◆ **REQUIRED WORK**
Check every line of the data for the word "immutable", and copy those that have it.

Recorded data
^^^^^^^^

//! The serialization seam for distributed exploration.
//!
//! Independent engine instances exchange `(state, precision)` pairs as
//! analysis-defined JSON payloads; this trait is the only point where
//! the engine's internal objects cross a process boundary. The payload
//! layout is owned entirely by the analysis — the engine treats it as
//! opaque.

use serde_json::Value;
use thiserror::Error;

use crate::traits::Analysis;

/// Payload conversion failures.
#[derive(Debug, Error)]
pub enum CodecError {
    #[error("malformed payload: {0}")]
    Malformed(String),
    #[error("payload serialization failed: {0}")]
    Json(#[from] serde_json::Error),
}

/// Encode and decode one analysis's states for the message channel.
///
/// `decode(encode(s, p))` must reproduce a pair structurally equal to
/// `(s, p)`.
pub trait StateCodec: Analysis {
    fn encode(
        &self,
        state: &Self::State,
        precision: &Self::Precision,
    ) -> Result<Value, CodecError>;

    fn decode(&self, payload: &Value) -> Result<(Self::State, Self::Precision), CodecError>;
}
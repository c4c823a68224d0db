//! Run statistics.

use std::fmt;
use std::time::Duration;

use serde::Serialize;

/// Reached-set size around one refinement iteration.
#[derive(Debug, Clone, Serialize)]
pub struct ReachedSizeSample {
    pub iteration: usize,
    pub before: usize,
    pub after: usize,
}

/// Counters and timings for one verification run.
#[derive(Debug, Clone, Default, Serialize)]
pub struct RunStatistics {
    /// Transfer-relation invocations.
    pub transfer_calls: usize,
    /// Graph nodes ever created, including merged-away and pruned ones.
    pub states_created: usize,
    /// Sibling merges that changed the reached state.
    pub merges: usize,
    /// Candidates stopped by coverage.
    pub coverings: usize,
    /// Candidates dropped by precision adjustment.
    pub adjustment_breaks: usize,
    /// Candidate error states surfaced by exploration.
    pub targets_found: usize,
    /// Refinement iterations executed.
    pub refinements: usize,
    /// Targets proven spurious.
    pub spurious_targets: usize,
    /// Targets confirmed feasible.
    pub feasible_targets: usize,
    /// Peak reached-set size.
    pub max_reached_size: usize,
    /// Reached-set size before/after each refinement.
    pub reached_sizes: Vec<ReachedSizeSample>,
    /// Notes recorded when unevaluable edges were skipped; non-empty
    /// notes downgrade a `Safe` verdict to `Unknown`.
    pub unsound_skips: Vec<String>,
    /// Wall time spent in the reachability algorithm.
    pub explore_time: Duration,
    /// Wall time spent in feasibility checks and refinement.
    pub refine_time: Duration,
}

impl fmt::Display for RunStatistics {
    fn fmt(&self, f: &mut fmt::Formatter<'_>) -> fmt::Result {
        writeln!(f, "Exploration statistics:")?;
        writeln!(f, "  Transfer calls:     {}", self.transfer_calls)?;
        writeln!(f, "  States created:     {}", self.states_created)?;
        writeln!(f, "  Merges:             {}", self.merges)?;
        writeln!(f, "  Coverings:          {}", self.coverings)?;
        writeln!(f, "  Adjustment breaks:  {}", self.adjustment_breaks)?;
        writeln!(f, "  Peak reached size:  {}", self.max_reached_size)?;
        writeln!(f, "  Exploration time:   {:?}", self.explore_time)?;
        writeln!(f, "Refinement statistics:")?;
        writeln!(f, "  Targets found:      {}", self.targets_found)?;
        writeln!(f, "  Refinements:        {}", self.refinements)?;
        writeln!(f, "  Spurious targets:   {}", self.spurious_targets)?;
        writeln!(f, "  Feasible targets:   {}", self.feasible_targets)?;
        writeln!(f, "  Refinement time:    {:?}", self.refine_time)?;
        for sample in &self.reached_sizes {
            writeln!(
                f,
                "  Iteration {}: reached {} -> {}",
                sample.iteration, sample.before, sample.after
            )?;
        }
        if !self.unsound_skips.is_empty() {
            writeln!(f, "Unsoundness notes:")?;
            for note in &self.unsound_skips {
                writeln!(f, "  {note}")?;
            }
        }
        Ok(())
    }
}
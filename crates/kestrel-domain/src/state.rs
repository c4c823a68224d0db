//! The abstract-state capability trait.

use kestrel_cfa::NodeId;
use std::fmt;

/// One abstract value of an analysis.
///
/// States are immutable: operators never mutate a state in place, they
/// construct new ones. The two optional capabilities default to "not
/// present": an analysis that tracks program locations overrides
/// [`location`](AbstractState::location), and an analysis that can
/// recognize property violations overrides
/// [`is_target`](AbstractState::is_target).
pub trait AbstractState: Clone + fmt::Debug + PartialEq {
    /// The program location this state sits at, when the analysis
    /// tracks one. The engine uses it to partition the reached set and
    /// to drive edge-wise transfer.
    fn location(&self) -> Option<NodeId> {
        None
    }

    /// True when this state violates the checked property.
    fn is_target(&self) -> bool {
        false
    }
}
//! Control-flow automaton (CFA) consumed by the kestrel engine.
//!
//! The CFA is produced by an external front-end and is immutable once
//! built: a set of program locations ([`CfaNode`]) connected by typed
//! edges ([`CfaEdge`]), with one designated entry node per function.
//! The graph may contain cycles (loops); the engine's reachability
//! graph stays acyclic by representing loop re-entry through covering.

use std::fmt;

use indexmap::IndexMap;
use serde::Serialize;
use thiserror::Error;

/// A unique identifier for a CFA node (program location).
#[derive(Debug, Clone, Copy, PartialEq, Eq, Hash, PartialOrd, Ord, Serialize)]
pub struct NodeId(usize);

impl NodeId {
    /// Raw index into the node table.
    pub fn index(self) -> usize {
        self.0
    }
}

impl fmt::Display for NodeId {
    fn fmt(&self, f: &mut fmt::Formatter<'_>) -> fmt::Result {
        write!(f, "N{}", self.0)
    }
}

/// A unique identifier for a CFA edge.
#[derive(Debug, Clone, Copy, PartialEq, Eq, Hash, PartialOrd, Ord, Serialize)]
pub struct EdgeId(usize);

impl EdgeId {
    /// Raw index into the edge table.
    pub fn index(self) -> usize {
        self.0
    }
}

impl fmt::Display for EdgeId {
    fn fmt(&self, f: &mut fmt::Formatter<'_>) -> fmt::Result {
        write!(f, "E{}", self.0)
    }
}

/// The operation class an edge carries.
#[derive(Debug, Clone, Copy, PartialEq, Eq, Hash, Serialize)]
pub enum EdgeKind {
    /// A state-changing statement (assignment, havoc, ...).
    Statement,
    /// A branch condition; the label carries the assumed guard.
    Assume,
    /// Interprocedural call edge into a function entry.
    Call,
    /// Interprocedural return edge back to a call site.
    Return,
    /// Summary edge short-circuiting a call/return pair at the call site.
    Summary,
    /// A no-op edge (declarations, blank fall-through).
    Blank,
}

/// One program location.
#[derive(Debug, Clone)]
pub struct CfaNode {
    id: NodeId,
    function: String,
    leaving: Vec<EdgeId>,
    entering: Vec<EdgeId>,
}

impl CfaNode {
    /// The node's id.
    pub fn id(&self) -> NodeId {
        self.id
    }

    /// Name of the function this location belongs to.
    pub fn function(&self) -> &str {
        &self.function
    }

    /// Edges leaving this node, in insertion order.
    pub fn leaving(&self) -> &[EdgeId] {
        &self.leaving
    }

    /// Edges entering this node, in insertion order.
    pub fn entering(&self) -> &[EdgeId] {
        &self.entering
    }
}

/// One control-flow edge between two locations.
#[derive(Debug, Clone)]
pub struct CfaEdge {
    id: EdgeId,
    kind: EdgeKind,
    source: NodeId,
    target: NodeId,
    label: String,
}

impl CfaEdge {
    /// The edge's id.
    pub fn id(&self) -> EdgeId {
        self.id
    }

    /// The operation class of this edge.
    pub fn kind(&self) -> EdgeKind {
        self.kind
    }

    /// Source location.
    pub fn source(&self) -> NodeId {
        self.source
    }

    /// Target location.
    pub fn target(&self) -> NodeId {
        self.target
    }

    /// Opaque operation label, interpreted by the analysis's transfer
    /// relation.
    pub fn label(&self) -> &str {
        &self.label
    }
}

impl fmt::Display for CfaEdge {
    fn fmt(&self, f: &mut fmt::Formatter<'_>) -> fmt::Result {
        write!(
            f,
            "{} --[{}]--> {}",
            self.source,
            if self.label.is_empty() {
                "<blank>"
            } else {
                &self.label
            },
            self.target
        )
    }
}

/// Errors raised while assembling a CFA.
#[derive(Debug, Error)]
pub enum CfaError {
    #[error("unknown node {0} referenced by an edge or entry")]
    UnknownNode(NodeId),
    #[error("function {0:?} already has an entry node")]
    DuplicateEntry(String),
    #[error("function {0:?} has no entry node")]
    MissingEntry(String),
}

/// The immutable control-flow automaton.
///
/// Construction goes through [`CfaBuilder`]; after `build` the graph is
/// never mutated.
#[derive(Debug, Clone)]
pub struct Cfa {
    nodes: Vec<CfaNode>,
    edges: Vec<CfaEdge>,
    entries: IndexMap<String, NodeId>,
}

impl Cfa {
    /// A builder for a fresh graph.
    pub fn builder() -> CfaBuilder {
        CfaBuilder::default()
    }

    /// Look up a node by id.
    pub fn node(&self, id: NodeId) -> &CfaNode {
        &self.nodes[id.0]
    }

    /// Look up an edge by id.
    pub fn edge(&self, id: EdgeId) -> &CfaEdge {
        &self.edges[id.0]
    }

    /// Edges leaving `node`, in insertion order.
    pub fn leaving_edges(&self, node: NodeId) -> impl Iterator<Item = &CfaEdge> {
        self.nodes[node.0].leaving.iter().map(|e| &self.edges[e.0])
    }

    /// Edges entering `node`, in insertion order.
    pub fn entering_edges(&self, node: NodeId) -> impl Iterator<Item = &CfaEdge> {
        self.nodes[node.0].entering.iter().map(|e| &self.edges[e.0])
    }

    /// The entry node of `function`, if declared.
    pub fn entry(&self, function: &str) -> Option<NodeId> {
        self.entries.get(function).copied()
    }

    /// All declared function entries, in declaration order.
    pub fn entries(&self) -> impl Iterator<Item = (&str, NodeId)> {
        self.entries.iter().map(|(name, id)| (name.as_str(), *id))
    }

    /// Number of nodes.
    pub fn node_count(&self) -> usize {
        self.nodes.len()
    }

    /// Number of edges.
    pub fn edge_count(&self) -> usize {
        self.edges.len()
    }
}

/// Incremental CFA construction.
#[derive(Debug, Default)]
pub struct CfaBuilder {
    nodes: Vec<CfaNode>,
    edges: Vec<CfaEdge>,
    entries: IndexMap<String, NodeId>,
}

impl CfaBuilder {
    /// Add a location belonging to `function`.
    pub fn add_node(&mut self, function: impl Into<String>) -> NodeId {
        let id = NodeId(self.nodes.len());
        self.nodes.push(CfaNode {
            id,
            function: function.into(),
            leaving: Vec::new(),
            entering: Vec::new(),
        });
        id
    }

    /// Add an edge; endpoints must already exist.
    pub fn add_edge(
        &mut self,
        kind: EdgeKind,
        source: NodeId,
        target: NodeId,
        label: impl Into<String>,
    ) -> Result<EdgeId, CfaError> {
        for endpoint in [source, target] {
            if endpoint.0 >= self.nodes.len() {
                return Err(CfaError::UnknownNode(endpoint));
            }
        }
        let id = EdgeId(self.edges.len());
        self.edges.push(CfaEdge {
            id,
            kind,
            source,
            target,
            label: label.into(),
        });
        self.nodes[source.0].leaving.push(id);
        self.nodes[target.0].entering.push(id);
        Ok(id)
    }

    /// Declare the entry node of `function`.
    pub fn set_entry(&mut self, function: impl Into<String>, node: NodeId) -> Result<(), CfaError> {
        if node.0 >= self.nodes.len() {
            return Err(CfaError::UnknownNode(node));
        }
        let function = function.into();
        if self.entries.contains_key(&function) {
            return Err(CfaError::DuplicateEntry(function));
        }
        self.entries.insert(function, node);
        Ok(())
    }

    /// Finish construction. Every function named by a node must have an
    /// entry.
    pub fn build(self) -> Result<Cfa, CfaError> {
        for node in &self.nodes {
            if !self.entries.contains_key(&node.function) {
                return Err(CfaError::MissingEntry(node.function.clone()));
            }
        }
        Ok(Cfa {
            nodes: self.nodes,
            edges: self.edges,
            entries: self.entries,
        })
    }
}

^^^^^^^^

◆ **SOLUTION FOR THIS PROBLEM**
/// States are immutable: operators never mutate a state in place, they
//! The CFA is produced by an external front-end and is immutable once
/// The immutable control-flow automaton.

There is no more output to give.